The distributive impact of terms of trade shocks: The case of the oil price changes in Russia
Maurizio Bussolo () and
Economics of Transition and Institutional Change, 2020, vol. 28, issue 3, 487-513
The halving of oil prices, during a short period between 2014 and 2015, has generated major terms of trade losses for oil exporting countries. This terms of trade shock has economy‐wide effects and significant distributive impacts. This paper, using a macro‐micro simulation model, describes and quantifies the channels of transmission from the drop of oil prices, to changes in welfare distribution at the household level for the case of the Russian Federation. The oil price reduction generates a reverse Dutch disease impacting sectoral employment, factor returns and consumption prices. It causes a contraction of employment and wages in more skill‐intensive (non‐tradable) sectors, and a reduction in consumption prices that is more pronounced for non‐food than for food goods.
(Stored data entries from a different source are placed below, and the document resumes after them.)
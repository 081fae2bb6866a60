//! Error types for docscrape

use std::path::PathBuf;
use thiserror::Error;

/// Errors raised while loading or validating a run configuration
///
/// All of these are fatal: they abort the run before any crawling starts.
#[derive(Debug, Error)]
pub enum ConfigError {
    /// Config file could not be read
    #[error("Failed to read config file {path}")]
    ReadConfig {
        path: PathBuf,
        #[source]
        source: std::io::Error,
    },

    /// Config file is not valid JSON for the expected shape
    #[error("Invalid config file: {0}")]
    InvalidJson(#[from] serde_json::Error),

    /// Start URL is missing or unparseable
    #[error("Invalid start URL '{0}': must be an absolute http:// or https:// URL")]
    InvalidStartUrl(String),

    /// Allow list has no rules
    #[error("Missing required parameter: allowed_domains")]
    EmptyAllowList,

    /// Allow list rule is malformed
    #[error("Invalid allowed domain rule '{0}'")]
    InvalidAllowRule(String),

    /// Start URL is outside the allow list
    #[error("Start URL '{0}' is not covered by allowed_domains")]
    StartUrlNotAllowed(String),

    /// Fetch timeout is zero
    #[error("Invalid timeout_secs: must be greater than zero")]
    InvalidTimeout,

    /// Staging directory is unusable
    #[error("Invalid docs_dir {path}")]
    DocsDir {
        path: PathBuf,
        #[source]
        source: std::io::Error,
    },

    /// Pattern file could not be read
    #[error("Failed to read pattern file {path}")]
    ReadPatterns {
        path: PathBuf,
        #[source]
        source: std::io::Error,
    },

    /// A cleaning pattern does not compile
    #[error("Invalid cleaning pattern")]
    InvalidPattern(#[from] regex::Error),
}

/// Errors that can occur while fetching a single URL
///
/// These never abort a crawl; the controller logs them and moves on.
#[derive(Debug, Error)]
pub enum FetchError {
    /// URL has invalid scheme
    #[error("Invalid URL: must start with http:// or https://")]
    InvalidUrlScheme,

    /// Failed to build HTTP client
    #[error("Failed to create HTTP client")]
    ClientBuildError(#[source] reqwest::Error),

    /// Request exceeded the fetch timeout
    #[error("Request timed out")]
    Timeout,

    /// Failed to connect to server
    #[error("Failed to connect to server")]
    ConnectError(#[source] reqwest::Error),

    /// Server answered with something other than 200
    #[error("Non-success status code {0}")]
    Status(u16),

    /// Other request error
    #[error("Request failed: {0}")]
    RequestError(String),

    /// Artifact could not be written to the staging directory
    #[error("Failed to write artifact {path}")]
    Persist {
        path: PathBuf,
        #[source]
        source: std::io::Error,
    },
}

impl FetchError {
    /// Create an error from a reqwest error
    pub fn from_reqwest(err: reqwest::Error) -> Self {
        if err.is_timeout() {
            FetchError::Timeout
        } else if err.is_connect() {
            FetchError::ConnectError(err)
        } else {
            FetchError::RequestError(err.to_string())
        }
    }

    pub(crate) fn persist(path: impl Into<PathBuf>, source: std::io::Error) -> Self {
        FetchError::Persist {
            path: path.into(),
            source,
        }
    }
}

/// Errors that stop a pipeline run
///
/// Per-URL and per-file failures never surface here; they are recorded in
/// the stage reports instead.
#[derive(Debug, Error)]
pub enum PipelineError {
    #[error(transparent)]
    Config(#[from] ConfigError),

    /// HTTP client could not be built
    #[error(transparent)]
    Client(#[from] FetchError),

    /// A batch stage could not list or prepare its directory
    #[error("{stage} pass failed on {path}")]
    Stage {
        stage: &'static str,
        path: PathBuf,
        #[source]
        source: std::io::Error,
    },
}

impl PipelineError {
    pub(crate) fn stage(
        stage: &'static str,
        path: &std::path::Path,
        source: std::io::Error,
    ) -> Self {
        PipelineError::Stage {
            stage,
            path: path.to_path_buf(),
            source,
        }
    }
}

#[cfg(test)]
mod tests {
    use super::*;

    #[test]
    fn test_fetch_error_messages() {
        assert_eq!(
            FetchError::InvalidUrlScheme.to_string(),
            "Invalid URL: must start with http:// or https://"
        );
        assert_eq!(FetchError::Status(404).to_string(), "Non-success status code 404");
        assert_eq!(FetchError::Timeout.to_string(), "Request timed out");
    }

    #[test]
    fn test_config_error_messages() {
        assert_eq!(
            ConfigError::EmptyAllowList.to_string(),
            "Missing required parameter: allowed_domains"
        );
        assert_eq!(
            ConfigError::StartUrlNotAllowed("https://a.com/".to_string()).to_string(),
            "Start URL 'https://a.com/' is not covered by allowed_domains"
        );
    }

    #[test]
    fn test_persist_error_keeps_path() {
        let err = FetchError::persist(
            "/tmp/x.html",
            std::io::Error::new(std::io::ErrorKind::PermissionDenied, "nope"),
        );
        assert!(err.to_string().contains("/tmp/x.html"));
    }

    #[test]
    fn test_pipeline_error_names_stage() {
        let err = PipelineError::stage(
            "dedup",
            std::path::Path::new("/tmp/docs"),
            std::io::Error::new(std::io::ErrorKind::NotFound, "gone"),
        );
        assert_eq!(err.to_string(), "dedup pass failed on /tmp/docs");

        let err: PipelineError = ConfigError::EmptyAllowList.into();
        assert_eq!(err.to_string(), "Missing required parameter: allowed_domains");
    }
}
When these shifts are mapped to changes in incomes at the micro level, all households are affected. Poverty rates increase by 1 to 4 percentage points, depending on the poverty line used. At the US$ 10 a day threshold, 4.1 million additional people fall into poverty. Along the consumption distribution, richer people are affected more than those in the bottom 40%. However, this minor progressive impact may be reversed due to increases in unemployment and cuts in social programmes.